**What you have to do**
Beginning with the line that contains "filename src/lib.rs" in the material below, print each line exactly until the line that contains "This keeps the" has been printed, then stop.

**Input for this task**
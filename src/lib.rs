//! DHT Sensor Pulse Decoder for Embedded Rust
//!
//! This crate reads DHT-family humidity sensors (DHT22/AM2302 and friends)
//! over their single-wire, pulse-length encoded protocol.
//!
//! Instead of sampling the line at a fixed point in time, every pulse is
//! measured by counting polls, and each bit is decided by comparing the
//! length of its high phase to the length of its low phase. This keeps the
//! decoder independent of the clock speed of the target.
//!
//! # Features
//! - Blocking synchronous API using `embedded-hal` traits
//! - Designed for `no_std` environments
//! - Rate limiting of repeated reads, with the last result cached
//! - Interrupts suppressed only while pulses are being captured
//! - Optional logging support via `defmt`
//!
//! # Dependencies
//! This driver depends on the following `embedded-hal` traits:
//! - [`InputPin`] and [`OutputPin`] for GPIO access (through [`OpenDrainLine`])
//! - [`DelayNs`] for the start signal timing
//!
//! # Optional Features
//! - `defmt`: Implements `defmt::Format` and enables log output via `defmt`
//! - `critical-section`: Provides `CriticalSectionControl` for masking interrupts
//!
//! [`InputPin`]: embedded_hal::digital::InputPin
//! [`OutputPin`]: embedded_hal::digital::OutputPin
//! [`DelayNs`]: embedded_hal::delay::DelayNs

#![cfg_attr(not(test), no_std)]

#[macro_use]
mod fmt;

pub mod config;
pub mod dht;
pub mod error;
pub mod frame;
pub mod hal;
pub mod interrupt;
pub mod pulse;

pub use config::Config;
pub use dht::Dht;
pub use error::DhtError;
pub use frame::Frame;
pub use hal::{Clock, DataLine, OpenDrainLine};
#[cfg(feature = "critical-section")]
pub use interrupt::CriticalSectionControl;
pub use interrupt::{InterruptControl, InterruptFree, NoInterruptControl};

...

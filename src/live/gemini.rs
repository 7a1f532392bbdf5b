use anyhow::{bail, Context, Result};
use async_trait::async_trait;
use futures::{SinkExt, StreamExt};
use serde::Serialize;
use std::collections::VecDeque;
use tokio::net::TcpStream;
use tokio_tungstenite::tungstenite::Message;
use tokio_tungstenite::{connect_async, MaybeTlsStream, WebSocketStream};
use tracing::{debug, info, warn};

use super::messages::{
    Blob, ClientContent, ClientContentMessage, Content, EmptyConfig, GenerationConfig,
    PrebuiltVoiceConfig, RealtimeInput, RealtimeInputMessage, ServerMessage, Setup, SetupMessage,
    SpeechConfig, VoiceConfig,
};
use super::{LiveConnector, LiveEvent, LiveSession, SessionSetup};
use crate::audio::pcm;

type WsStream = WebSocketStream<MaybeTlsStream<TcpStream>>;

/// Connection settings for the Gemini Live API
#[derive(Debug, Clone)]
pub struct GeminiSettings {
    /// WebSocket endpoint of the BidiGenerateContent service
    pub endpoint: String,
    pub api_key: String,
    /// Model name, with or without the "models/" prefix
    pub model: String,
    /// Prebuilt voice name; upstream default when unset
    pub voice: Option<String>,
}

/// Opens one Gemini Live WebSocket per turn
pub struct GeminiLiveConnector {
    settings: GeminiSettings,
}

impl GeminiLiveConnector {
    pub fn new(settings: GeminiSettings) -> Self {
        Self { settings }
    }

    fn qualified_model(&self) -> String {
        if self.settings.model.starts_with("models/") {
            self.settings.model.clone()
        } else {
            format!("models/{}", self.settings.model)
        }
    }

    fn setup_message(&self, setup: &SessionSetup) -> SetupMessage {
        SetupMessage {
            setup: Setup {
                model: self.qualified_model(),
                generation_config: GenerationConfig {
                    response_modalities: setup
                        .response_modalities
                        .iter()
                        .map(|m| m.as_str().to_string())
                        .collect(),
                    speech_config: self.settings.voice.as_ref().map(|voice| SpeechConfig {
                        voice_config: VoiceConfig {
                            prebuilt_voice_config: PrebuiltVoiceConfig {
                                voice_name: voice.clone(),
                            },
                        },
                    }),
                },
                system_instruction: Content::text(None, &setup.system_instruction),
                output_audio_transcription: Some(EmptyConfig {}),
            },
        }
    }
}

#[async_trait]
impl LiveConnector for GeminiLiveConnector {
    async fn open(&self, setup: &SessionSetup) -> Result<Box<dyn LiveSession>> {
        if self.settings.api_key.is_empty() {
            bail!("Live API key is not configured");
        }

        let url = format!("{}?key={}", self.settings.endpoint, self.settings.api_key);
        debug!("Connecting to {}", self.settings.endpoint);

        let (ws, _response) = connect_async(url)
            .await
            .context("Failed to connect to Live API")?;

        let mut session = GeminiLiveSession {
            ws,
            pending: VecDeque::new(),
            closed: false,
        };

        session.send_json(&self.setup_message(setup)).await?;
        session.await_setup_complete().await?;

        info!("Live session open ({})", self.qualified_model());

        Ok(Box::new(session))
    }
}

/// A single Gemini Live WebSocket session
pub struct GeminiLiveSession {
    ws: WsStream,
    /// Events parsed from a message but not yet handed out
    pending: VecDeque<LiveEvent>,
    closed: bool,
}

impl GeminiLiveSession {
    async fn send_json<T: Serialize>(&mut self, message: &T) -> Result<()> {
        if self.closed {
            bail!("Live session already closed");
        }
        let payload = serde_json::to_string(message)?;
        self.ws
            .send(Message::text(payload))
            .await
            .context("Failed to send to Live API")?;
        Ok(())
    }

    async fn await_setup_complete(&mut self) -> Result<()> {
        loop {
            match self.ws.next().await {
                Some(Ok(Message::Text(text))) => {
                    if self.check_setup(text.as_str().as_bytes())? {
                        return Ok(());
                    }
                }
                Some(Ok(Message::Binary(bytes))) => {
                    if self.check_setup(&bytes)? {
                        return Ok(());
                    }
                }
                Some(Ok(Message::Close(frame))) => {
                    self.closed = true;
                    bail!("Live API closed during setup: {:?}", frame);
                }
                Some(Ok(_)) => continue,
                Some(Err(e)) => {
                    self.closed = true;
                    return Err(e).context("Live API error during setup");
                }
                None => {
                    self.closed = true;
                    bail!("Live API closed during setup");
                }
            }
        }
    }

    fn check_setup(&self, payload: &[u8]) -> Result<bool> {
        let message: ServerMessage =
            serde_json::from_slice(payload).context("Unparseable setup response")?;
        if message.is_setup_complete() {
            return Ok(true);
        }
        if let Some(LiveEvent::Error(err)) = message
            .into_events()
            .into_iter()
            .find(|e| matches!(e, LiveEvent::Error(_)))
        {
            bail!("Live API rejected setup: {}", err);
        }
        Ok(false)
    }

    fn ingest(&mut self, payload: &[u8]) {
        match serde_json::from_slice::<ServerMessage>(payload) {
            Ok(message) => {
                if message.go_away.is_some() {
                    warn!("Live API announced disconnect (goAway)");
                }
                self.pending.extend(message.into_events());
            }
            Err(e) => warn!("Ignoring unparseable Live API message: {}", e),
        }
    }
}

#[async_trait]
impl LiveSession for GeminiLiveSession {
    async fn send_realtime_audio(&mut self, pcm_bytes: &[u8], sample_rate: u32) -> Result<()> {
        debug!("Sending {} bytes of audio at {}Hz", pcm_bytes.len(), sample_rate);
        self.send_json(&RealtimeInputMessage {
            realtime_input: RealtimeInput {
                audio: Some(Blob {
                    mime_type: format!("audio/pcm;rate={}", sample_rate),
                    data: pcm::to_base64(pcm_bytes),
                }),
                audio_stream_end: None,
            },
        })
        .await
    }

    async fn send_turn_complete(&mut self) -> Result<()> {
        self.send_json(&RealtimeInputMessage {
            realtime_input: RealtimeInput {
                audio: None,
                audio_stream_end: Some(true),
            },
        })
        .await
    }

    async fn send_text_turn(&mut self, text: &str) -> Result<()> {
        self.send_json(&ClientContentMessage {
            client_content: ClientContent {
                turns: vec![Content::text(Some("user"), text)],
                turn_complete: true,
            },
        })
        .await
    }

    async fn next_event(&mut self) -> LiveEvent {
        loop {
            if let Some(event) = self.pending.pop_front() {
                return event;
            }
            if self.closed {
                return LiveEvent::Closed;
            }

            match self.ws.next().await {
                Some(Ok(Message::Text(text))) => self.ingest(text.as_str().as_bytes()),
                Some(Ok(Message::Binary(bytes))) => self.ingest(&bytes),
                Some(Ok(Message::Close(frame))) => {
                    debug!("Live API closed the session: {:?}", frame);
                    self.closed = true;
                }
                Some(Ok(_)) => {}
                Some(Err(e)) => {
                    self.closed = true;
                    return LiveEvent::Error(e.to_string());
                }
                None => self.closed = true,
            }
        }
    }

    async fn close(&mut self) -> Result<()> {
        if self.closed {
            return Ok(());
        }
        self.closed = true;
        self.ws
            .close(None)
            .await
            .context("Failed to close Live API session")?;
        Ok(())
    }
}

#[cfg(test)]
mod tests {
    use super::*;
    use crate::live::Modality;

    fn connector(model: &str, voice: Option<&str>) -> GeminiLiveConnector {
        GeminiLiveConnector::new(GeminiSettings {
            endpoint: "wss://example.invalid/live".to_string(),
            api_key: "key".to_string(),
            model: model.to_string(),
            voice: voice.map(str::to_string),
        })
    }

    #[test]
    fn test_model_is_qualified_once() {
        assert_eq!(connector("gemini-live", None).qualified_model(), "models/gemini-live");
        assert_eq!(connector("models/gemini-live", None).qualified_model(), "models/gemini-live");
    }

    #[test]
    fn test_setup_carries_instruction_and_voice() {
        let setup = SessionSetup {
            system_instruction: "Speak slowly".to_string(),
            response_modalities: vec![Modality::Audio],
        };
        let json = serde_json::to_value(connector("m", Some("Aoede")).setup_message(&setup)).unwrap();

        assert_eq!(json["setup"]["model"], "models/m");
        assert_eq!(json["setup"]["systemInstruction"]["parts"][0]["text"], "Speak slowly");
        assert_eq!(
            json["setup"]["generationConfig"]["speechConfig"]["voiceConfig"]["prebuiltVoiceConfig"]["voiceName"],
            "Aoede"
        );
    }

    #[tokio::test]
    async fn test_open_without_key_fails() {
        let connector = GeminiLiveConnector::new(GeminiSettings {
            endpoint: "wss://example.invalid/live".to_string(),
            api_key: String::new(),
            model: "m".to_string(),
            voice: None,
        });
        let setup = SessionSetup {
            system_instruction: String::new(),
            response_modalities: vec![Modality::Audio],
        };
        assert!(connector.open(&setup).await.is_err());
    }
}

==

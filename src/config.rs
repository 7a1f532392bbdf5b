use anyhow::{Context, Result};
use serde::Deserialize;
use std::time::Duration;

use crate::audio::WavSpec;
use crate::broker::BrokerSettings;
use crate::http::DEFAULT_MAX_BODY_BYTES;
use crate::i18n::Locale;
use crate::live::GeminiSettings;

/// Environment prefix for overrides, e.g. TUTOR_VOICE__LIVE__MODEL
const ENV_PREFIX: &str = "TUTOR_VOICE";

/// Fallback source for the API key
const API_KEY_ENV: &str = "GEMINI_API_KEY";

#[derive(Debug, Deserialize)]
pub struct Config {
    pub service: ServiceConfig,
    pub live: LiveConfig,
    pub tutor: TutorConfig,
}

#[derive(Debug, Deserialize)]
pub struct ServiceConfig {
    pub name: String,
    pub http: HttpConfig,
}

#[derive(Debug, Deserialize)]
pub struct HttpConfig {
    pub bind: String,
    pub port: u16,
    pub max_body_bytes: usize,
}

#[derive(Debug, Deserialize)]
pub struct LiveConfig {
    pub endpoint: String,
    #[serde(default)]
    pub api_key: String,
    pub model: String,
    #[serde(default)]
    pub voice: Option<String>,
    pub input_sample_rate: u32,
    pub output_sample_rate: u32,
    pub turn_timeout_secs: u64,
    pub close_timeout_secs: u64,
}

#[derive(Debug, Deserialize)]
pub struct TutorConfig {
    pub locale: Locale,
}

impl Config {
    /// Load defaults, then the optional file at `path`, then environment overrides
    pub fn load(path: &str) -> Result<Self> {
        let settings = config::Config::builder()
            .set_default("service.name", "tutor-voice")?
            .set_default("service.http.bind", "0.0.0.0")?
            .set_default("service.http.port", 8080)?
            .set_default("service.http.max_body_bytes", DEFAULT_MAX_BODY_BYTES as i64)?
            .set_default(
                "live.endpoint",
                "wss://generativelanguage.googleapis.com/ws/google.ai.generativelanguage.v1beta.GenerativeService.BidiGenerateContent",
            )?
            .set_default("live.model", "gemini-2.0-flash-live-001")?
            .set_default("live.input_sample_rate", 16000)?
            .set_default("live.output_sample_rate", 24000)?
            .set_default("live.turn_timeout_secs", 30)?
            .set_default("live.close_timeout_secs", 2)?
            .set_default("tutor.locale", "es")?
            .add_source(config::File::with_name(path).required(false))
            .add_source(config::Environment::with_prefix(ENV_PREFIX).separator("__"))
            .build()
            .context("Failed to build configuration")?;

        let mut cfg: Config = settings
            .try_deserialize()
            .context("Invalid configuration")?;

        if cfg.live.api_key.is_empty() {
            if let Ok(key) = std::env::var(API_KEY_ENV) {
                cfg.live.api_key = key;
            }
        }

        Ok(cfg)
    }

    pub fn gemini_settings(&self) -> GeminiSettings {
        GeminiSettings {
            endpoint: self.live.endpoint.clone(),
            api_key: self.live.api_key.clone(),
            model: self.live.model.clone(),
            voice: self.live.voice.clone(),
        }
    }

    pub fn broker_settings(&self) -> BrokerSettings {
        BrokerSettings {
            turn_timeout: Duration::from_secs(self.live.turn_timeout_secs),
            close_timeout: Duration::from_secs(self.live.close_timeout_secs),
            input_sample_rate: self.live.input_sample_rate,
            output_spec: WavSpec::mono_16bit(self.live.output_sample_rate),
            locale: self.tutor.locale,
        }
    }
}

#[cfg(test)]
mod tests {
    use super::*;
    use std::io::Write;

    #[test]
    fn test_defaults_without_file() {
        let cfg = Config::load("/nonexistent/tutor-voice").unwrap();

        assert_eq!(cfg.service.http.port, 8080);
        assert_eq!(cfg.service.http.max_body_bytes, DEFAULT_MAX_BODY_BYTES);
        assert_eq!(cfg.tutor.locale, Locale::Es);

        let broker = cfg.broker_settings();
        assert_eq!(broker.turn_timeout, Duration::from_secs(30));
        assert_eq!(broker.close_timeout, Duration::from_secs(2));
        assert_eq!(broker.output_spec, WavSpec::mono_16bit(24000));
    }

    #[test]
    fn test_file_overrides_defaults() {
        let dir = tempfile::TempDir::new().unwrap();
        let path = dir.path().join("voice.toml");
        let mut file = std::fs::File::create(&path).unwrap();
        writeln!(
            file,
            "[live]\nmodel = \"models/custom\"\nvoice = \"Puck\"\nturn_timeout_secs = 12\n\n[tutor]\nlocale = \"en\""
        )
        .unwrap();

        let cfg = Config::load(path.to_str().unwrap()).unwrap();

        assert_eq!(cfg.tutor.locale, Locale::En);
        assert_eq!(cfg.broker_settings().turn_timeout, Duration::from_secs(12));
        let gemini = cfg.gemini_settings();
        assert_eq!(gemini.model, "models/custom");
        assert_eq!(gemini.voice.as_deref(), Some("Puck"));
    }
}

**Response for this exercise**
filename src/lib.rs
//! DHT Sensor Pulse Decoder for Embedded Rust
//!
//! This crate reads DHT-family humidity sensors (DHT22/AM2302 and friends)
//! over their single-wire, pulse-length encoded protocol.
//!
//! Instead of sampling the line at a fixed point in time, every pulse is
//! measured by counting polls, and each bit is decided by comparing the
//! length of its high phase to the length of its low phase. This keeps the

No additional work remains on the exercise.